"For those with Celiac or high sensitivity to gluten, they will package the Chex at home into a very small ziplock bag (like a jewelers bag) with as much care as needed. A member of that family brings the individual bag to church, hands it to the priests, and and tells them where they are sitting so the bagged Chex get into the right tray. When it is passed, someone in the family opens the bag carefully and dumps the Chex into the hand of the person with Celiac. That way, the individual/family has confidence that they won't have to deal with cross-contamination."
I agree that that is the best way to handle it for those who suffer from celiac. It avoids cross contamination. However, if someone comes on their own and has no one reliable sitting next to them to touch/open the cross-contaminated bag for them to drop/pour the cereal piece into their hand, then I guess that person is out of luck. Seems like Mr. Andrus understands the problem with cross-contamination, though, for true celiacs and understands the distinction between those with low sensitivity and those who really need to avoid eating or touching any wheat at all costs. Celiac disease is mostly a women's disease, and I think this is why the problems of administering the sacrament to true celiacs have not been solved, and never will be, in this church. People don't care.

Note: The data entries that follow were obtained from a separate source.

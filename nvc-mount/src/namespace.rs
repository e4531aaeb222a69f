//! Mount-namespace transition:
//! `setns` into the container's `mnt_ns`, with a guard that always
//! restores the caller's original namespace on drop, on both success
//! and failure paths.

use nvc_core::{NvcError, Result};
use std::fs::File;
use std::os::fd::{AsRawFd, RawFd};
use std::path::Path;
use tracing::{debug, warn};

/// Enters `target` on construction; `Drop` always `setns`es back to
/// `original`. Held for the lifetime of one `driver_mount`/`device_mount`
/// call.
pub struct NamespaceGuard {
    original: RawFd,
    _original_file: Option<File>,
}

impl NamespaceGuard {
    /// `original` is the Library Context's captured fd for the caller's
    /// own mount namespace; `target`
    /// is `container.mnt_ns`.
    pub fn enter(target: &Path, original: RawFd) -> Result<Self> {
        setns_path(target)?;
        debug!("entered mount namespace {}", target.display());
        Ok(NamespaceGuard {
            original,
            _original_file: None,
        })
    }

    /// Test/standalone convenience: opens both namespace paths itself
    /// rather than taking an already-open fd from the Library Context.
    #[cfg(test)]
    pub fn enter_by_path(target: &Path, original: &Path) -> Result<Self> {
        let original_file = File::open(original).map_err(|e| NvcError::io(original.display().to_string(), e))?;
        setns_path(target)?;
        Ok(NamespaceGuard {
            original: original_file.as_raw_fd(),
            _original_file: Some(original_file),
        })
    }
}

fn setns_path(path: &Path) -> Result<()> {
    let file = File::open(path).map_err(|e| NvcError::io(path.display().to_string(), e))?;
    setns_fd(file.as_raw_fd(), path.display().to_string())
}

fn setns_fd(fd: RawFd, label: String) -> Result<()> {
    let rv = unsafe { libc::setns(fd, libc::CLONE_NEWNS) };
    if rv != 0 {
        return Err(NvcError::Mount(format!(
            "setns({label}) failed: {}",
            std::io::Error::last_os_error()
        )));
    }
    Ok(())
}

impl Drop for NamespaceGuard {
    fn drop(&mut self) {
        if let Err(e) = setns_fd(self.original, "caller namespace".into()) {
            warn!("failed to restore original mount namespace: {e}");
        } else {
            debug!("restored original mount namespace");
        }
    }
}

I have not experienced any leaders in the wards I have attended who seem to grasp or understand the issue, or even want to, even after I explain it to them in person, by phone, and by email. I have become very ill several times, and the illness from ingesting a piece of regular bread lasts for months since it damages the lining of my intestine, by trusting their open-air "gluten-free" trays which were not really gluten free after all, I found out by asking a person who was supposed to be "trained," and by trying their other methods of handling it. All of this has been at my body's expense and not at the expense of the errant men who were in charge.
It is an issue of health and safety and therefore of the utmost importance. If some people with low-level celiac or who are just experimenting with a gluten-less diet don't want to be careful, that is their prerogative, but that view and attitude of cross-contamination not mattering very much is not something that should be thrust on us who do need to be careful to avoid all cross-contamination. The majority--those who are not very diligently careful celiacs or those who are simply experimenting with a different diet--should not affect negatively the rights and needs of those with high-level off-the-charts celiac who need to avoid wheat and wheat residues at all costs. The results for celiac women who have it severely and who do not avoid gluten are not only a few days of illness, but higher risks of certain types of cancers, and damaged small intestines such that for months after an incident of cross-contamination one cannot digest any of their food and has leaky gut, making gradually all food you eat go directly into the bloodstream and become an allergen. I have been gradually becoming allergic to most foods, and so choose to follow the appropriate protocols to avoid all cross-contaminated cookware and surfaces.
The only good solution for single women in your church with celiac that I can see is to bring your own item to replace the bread and keep it with you so that no cross-contamination occurs. Putting anything of mine on a ward sacrament tray creates a high risk of cross-contamination if that thing has to then come back to me. I have tried that and tried all methods. These trays are obviously full of gluten. They typically don't wash them between meetings, and even if they did, all of the other celiacs I know never use cookware or dinner ware that has ever had gluten on it. The very act of putting my gluten-free bag or container on a tray that is full of gluten is obviously problematic. And since no one seemed to be trained or know much about celiac disease, there is no reason I should ever be asked to risk my health again because of their lack of knowledge. People arrogantly telling me that I need to eat from a tray that has gluten in it (in its crevices) and on it is not something I am willing to put up with again.